Marian Joëls: Well, I already learned that the University of Groningen / UMCG offers a unique MD/PhD programme. This is a challenging programme that gives medical students the opportunity to combine their Master’s programme with a PhD programme and obtain an MD or DMD as well as a PhD degree upon its completion. They obtain their PhD in two years instead of the regular four. The programme gives them the opportunity to advance in their specific field of interest and increases their chances in the job market. It is unique in the Netherlands and I was excited to hear of its existence. For the rest, my insight is still cursory but I look forward to hear everything about it.’

Alongside teaching and research, valorisation is increasingly viewed as a key responsibility of researchers. Should we as a university follow this trend?

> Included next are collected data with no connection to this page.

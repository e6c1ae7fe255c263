//! Local store: the queryable on-device replica shared by screens and sync.

mod batch;
mod collection;

use std::path::{Path, PathBuf};
use std::sync::Arc;

use rusqlite::Connection;
use tokio::sync::Mutex;

use crate::db::{metadata, Database, SqliteUserRepository, UserRepository};
use crate::error::{Error, Result};
use crate::models::{Car, ChangeSet, Checkpoint, LocalMutation, ProfileEdit, User};

pub use batch::{ApplyStats, WriteBatch};
pub use collection::{Collection, Query, Record};

/// Thread-safe handle to the replica
///
/// Every read and write goes through one connection guarded by an async
/// mutex, which makes each write transaction the serialization point
/// between sync, detail refreshes and user edits.
#[derive(Clone)]
pub struct LocalStore {
    db: Arc<Mutex<Database>>,
    db_path: Option<PathBuf>,
}

impl LocalStore {
    /// Open the store at the given filesystem path.
    pub fn open_path(db_path: impl Into<PathBuf>) -> Result<Self> {
        let db_path = db_path.into();
        if let Some(parent) = db_path.parent() {
            std::fs::create_dir_all(parent)?;
        }

        let db = Database::open(&db_path)?;
        Ok(Self {
            db: Arc::new(Mutex::new(db)),
            db_path: Some(db_path),
        })
    }

    /// Open an in-memory store (primarily for tests).
    pub fn open_in_memory() -> Result<Self> {
        let db = Database::open_in_memory()?;
        Ok(Self {
            db: Arc::new(Mutex::new(db)),
            db_path: None,
        })
    }

    pub fn path(&self) -> Option<&Path> {
        self.db_path.as_deref()
    }

    /// Table handle for `T`
    pub const fn collection<T: Record>(&self) -> Collection<'_, T> {
        Collection::new(self)
    }

    pub(crate) async fn read<R, F>(&self, f: F) -> Result<R>
    where
        F: FnOnce(&Connection) -> Result<R> + Send,
    {
        let db = self.db.lock().await;
        f(db.connection())
    }

    /// Run `f` inside one write transaction
    ///
    /// Commits when `f` returns `Ok`, rolls back otherwise.
    pub async fn write<R, F>(&self, f: F) -> Result<R>
    where
        F: FnOnce(&WriteBatch<'_>) -> Result<R> + Send,
    {
        let mut db = self.db.lock().await;
        let tx = db.transaction()?;
        let output = f(&WriteBatch::new(&tx))?;
        tx.commit()?;
        Ok(output)
    }

    /// Last checkpoint fully applied to the replica
    pub async fn checkpoint(&self) -> Result<Checkpoint> {
        self.read(metadata::checkpoint).await
    }

    /// Apply a pulled change set and advance the checkpoint atomically
    pub async fn apply_changes(&self, changes: &ChangeSet, latest: Checkpoint) -> Result<ApplyStats> {
        self.write(|batch| batch.apply(changes, latest)).await
    }

    /// Store a freshly fetched car detail (accessories, photos, price)
    ///
    /// Only updates a car the replica already has. Returns false when the
    /// car is not there, e.g. because a pull deleted it meanwhile.
    pub async fn hydrate_car(&self, car: &Car) -> Result<bool> {
        let hydrated = self.write(|batch| batch.hydrate_car(car)).await?;
        if !hydrated {
            tracing::debug!("Car {} is not in the replica; detail not stored", car.id);
        }
        Ok(hydrated)
    }

    /// Store the signed-in user's profile as received from the server
    pub async fn save_user(&self, user: &User) -> Result<()> {
        self.write(|batch| batch.upsert_user(user)).await
    }

    /// Edit the user's profile locally and queue the edit for push
    pub async fn update_profile(&self, user_id: &str, edit: &ProfileEdit) -> Result<User> {
        if edit.is_empty() {
            return Err(Error::InvalidInput("profile edit changes nothing".to_string()));
        }

        self.write(|batch| {
            let current = batch
                .user(user_id)?
                .ok_or_else(|| Error::NotFound(format!("user {user_id}")))?;
            let edited = edit.apply_to(&current);
            batch.upsert_user(&edited)?;
            let mutation = batch.queue_mutation(&edited)?;
            tracing::debug!(
                "Queued profile edit for user {} at revision {}",
                user_id,
                mutation.revision
            );
            Ok(edited)
        })
        .await
    }

    /// Edits waiting to be pushed
    pub async fn pending_mutations(&self) -> Result<Vec<LocalMutation>> {
        self.read(|conn| SqliteUserRepository::new(conn).pending())
            .await
    }

    /// Clear pushed edits that have not been superseded since
    pub async fn acknowledge(&self, sent: &[LocalMutation]) -> Result<usize> {
        self.write(|batch| {
            let mut cleared = 0;
            for mutation in sent {
                if batch.clear_mutation(mutation)? {
                    cleared += 1;
                } else {
                    tracing::debug!(
                        "User {} was edited again during push; keeping it queued",
                        mutation.record_id
                    );
                }
            }
            Ok(cleared)
        })
        .await
    }
}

Marian Joëls: I’m a great advocate of developing demand-led care products together with medical institutions – new drugs, medical devices; d eveloping together with patients and caregivers new care concepts and set up care platforms that contribute substantially to health improvement. To implement this and then evaluate whether people benefit. Other valori-sation challenges that the health sector is currently facing are how to deal with the availability of data wearables, the use of big data for medical research and how to respond to the developments in health innovation represented by e-health. These are interesting challenges for our research and teaching, and I am all too happy to facilitate this. In my view, it is a necessity.’

Curriculum Vitae

Marian Joëls was awarded her PhD degree at Utrecht University in 1984. She carried out post-doctoral research at the University of Texas Medical Branch in Galveston and at the Scripps Research Institute in La Jolla, California. She worked at the University of Amsterdam from 1991 to 2009, first as an associate professor and subsequently as a full professor in neurobiology. Since 2009 she has been Professor of Neuroscience at the University Medical Center in Utrecht. She is currently Scientific Director of Brain Center Rudolf Magnus. She became a member of the Royal Netherlands Academy of Arts and Sciences in 2002 and served as President of the Federation of European Neuroscience Societies between 2012 and 2014.

Last modified:15 September 2017 3.20 p.m.